Lymphedema is a common complication after these types of surgeries and is marked by the build-up of lymphatic fluid in the arm. About 20% of patients experience this, usually in the first two years following surgery. Factors like a larger-scale surgical operation, obesity, chemotherapy, radiation therapy, and having a mastectomy (breast removal surgery) together with a lymph node removal can increase the risk. Regular physical activity may increase this risk, but its benefits usually compensate for this. Doctors can detect lymphedema by routinely measuring the arm’s size and being alert to its symptoms.

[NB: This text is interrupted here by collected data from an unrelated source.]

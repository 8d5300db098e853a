//! # Alluvial Runtime
//!
//! Engines that drive the core types: catchups that replay streams into
//! subscribed projections, and distributors that hand out exclusive leases
//! over a pool of resources to competing workers.
//!
//! ## Core Components
//!
//! - **Catchups**: [`StreamCatchup`] (single stream), [`MultiStreamCatchup`]
//!   (stream of streams) and their distributed counterparts
//! - **Subscriptions**: [`Subscriber`] pairs an aggregator with a projection
//!   store and an optional error handler
//! - **Polling**: [`Catchup::poll`] runs a catchup on an interval until
//!   stopped
//! - **Distributor**: [`Distributor`] runs lease/receive/release loops over a
//!   [`LeaseBroker`](alluvial_core::LeaseBroker)
//!
//! ## Example
//!
//! ```
//! use alluvial_core::aggregator;
//! use alluvial_core::stream::{FnStream, Query, StreamOps};
//! use alluvial_runtime::{Catchup, StreamCatchup, Subscriber};
//!
//! # tokio_test::block_on(async {
//! let deposits = FnStream::create("deposits", |query: Query<i64>| async move {
//!     let seen = query.cursor().position().copied().unwrap_or(0);
//!     Ok(vec![5_i64, 10, 20].into_iter().skip(seen as usize).collect::<Vec<_>>())
//! });
//!
//! let catchup = StreamCatchup::new(deposits.shared());
//! let (subscriber, balances) = Subscriber::<i64, i64, i64>::in_memory(aggregator::fold(
//!     |total: i64, amount: &i64| total + amount,
//! ));
//! let _ = catchup.subscribe(subscriber);
//!
//! catchup.run_until_caught_up().await.unwrap();
//! assert_eq!(balances.find("deposits").await.unwrap().value, 35);
//! # });
//! ```

use alluvial_core::{CursorError, StoreError, StreamError};
use thiserror::Error;

/// Retry logic with exponential backoff
pub mod retry;

/// Prometheus metrics for observability
pub mod metrics;

/// Subscribers and the type-erased subscriptions catchups hold
pub mod subscription;

/// Single-stream catchup and the `Catchup` trait
pub mod catchup;

/// Stream-of-streams catchup
pub mod multi_stream;

/// Background polling
pub mod poll;

/// In-memory lease registry and broker
pub mod memory;

/// Distributor configuration
pub mod config;

/// Lease distributor
pub mod distributor;

/// Catchups driven by a distributor, one partition per lease
pub mod distributed;

pub use catchup::{BatchOutcome, Catchup, StreamCatchup};
pub use config::{ConfigError, DistributorConfig};
pub use distributed::{DistributedCatchup, DistributedMultiStreamCatchup};
pub use distributor::{Distributor, DistributorError};
pub use memory::{InMemoryLeaseBroker, LeaseRegistry};
pub use multi_stream::MultiStreamCatchup;
pub use poll::PollHandle;
pub use retry::RetryPolicy;
pub use subscription::{AggregationFailure, Subscriber, SubscriptionHandle};

/// Errors that stop a catchup run.
///
/// Aggregation failures only surface here when the subscriber's error
/// handler did not mark them as handled.
#[derive(Error, Debug)]
pub enum CatchupError {
    /// The stream could not be fetched.
    #[error(transparent)]
    Stream(#[from] StreamError),

    /// A projection or cursor store failed.
    #[error("Projection store failed: {0}")]
    Store(#[from] StoreError),

    /// A cursor rejected an advance.
    #[error(transparent)]
    Cursor(#[from] CursorError),

    /// A subscriber's aggregator failed and the failure was not handled.
    #[error("Aggregation failed for {stream_id}: {message}")]
    Aggregation {
        /// Id of the stream whose batch failed.
        stream_id: String,
        /// Rendered aggregator error, including its causes.
        message: String,
    },
}

impl CatchupError {
    pub(crate) fn aggregation(stream_id: &str, error: &anyhow::Error) -> Self {
        Self::Aggregation {
            stream_id: stream_id.to_string(),
            message: format!("{error:#}"),
        }
    }
}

Between 1% to 20% of patients can develop wound infections after lymph node removal in the armpit, usually mild infections of the surgical site. However, when deep infections occur, these might require another surgery to drain them.
Nerve injury is another potential risk of lymph node removal. Damage to certain nerves can weaken the muscles controlling the movement of the shoulder and shoulder blades or cause numbness in the inner arm. Any injury to the nerves controlling the major chest muscle is especially problematic for people who will undergo breast reconstruction with implants, as it can negatively affect the cosmetic result.
There’s also a risk, though rare, of developing a very aggressive form of cancer known as angiosarcoma in the limb where the lymph nodes were removed. This usually happens about 10 years after surgery in patients with severe, chronic lymphedema—that’s known as Stewart-Treves syndrome. The risk is higher for those who’ve also had radiation therapy. Though treatment involves both surgery and chemotherapy, the overall prognosis remains poor with a limited chance for a long-term cure.
Axillary web syndrome is another condition that could develop after the surgery, where fibrous bands form in the armpit, potentially causing pain and limiting shoulder movement. The condition usually appears within the first few weeks after surgery and resolves gradually over time. Remember that this syndrome resolves on its own, so don’t be alarmed if you experience it.
What Else Should I Know About Axillary Lymphadenectomy?
Axillary lymphadenectomy is a procedure where all lymphatic tissue is removed from the armpit, or ‘axilla’. In the past, this method was standard practice for treating cancers that involve the lymph nodes in the armpit area. However, it’s less commonly used today. Despite this, it remains a significant part of the surgeon’s toolbox, particularly for treating patients with breast cancer and other types of skin cancer such as melanoma and squamous cell carcinoma that have spread to the lymph nodes.
Understanding the layout of the armpit area, thorough surgical techniques, and appropriate care and monitoring after the surgery are all essential to reduce related complications, especially lymphedema – a condition where excess lymph fluid collects in tissues and causes swelling. In places where advanced radiotherapy and chemotherapy might be hard to get, removing lymph nodes in the armpit area is still a common way of treating patients suspected of having cancer spread to this area.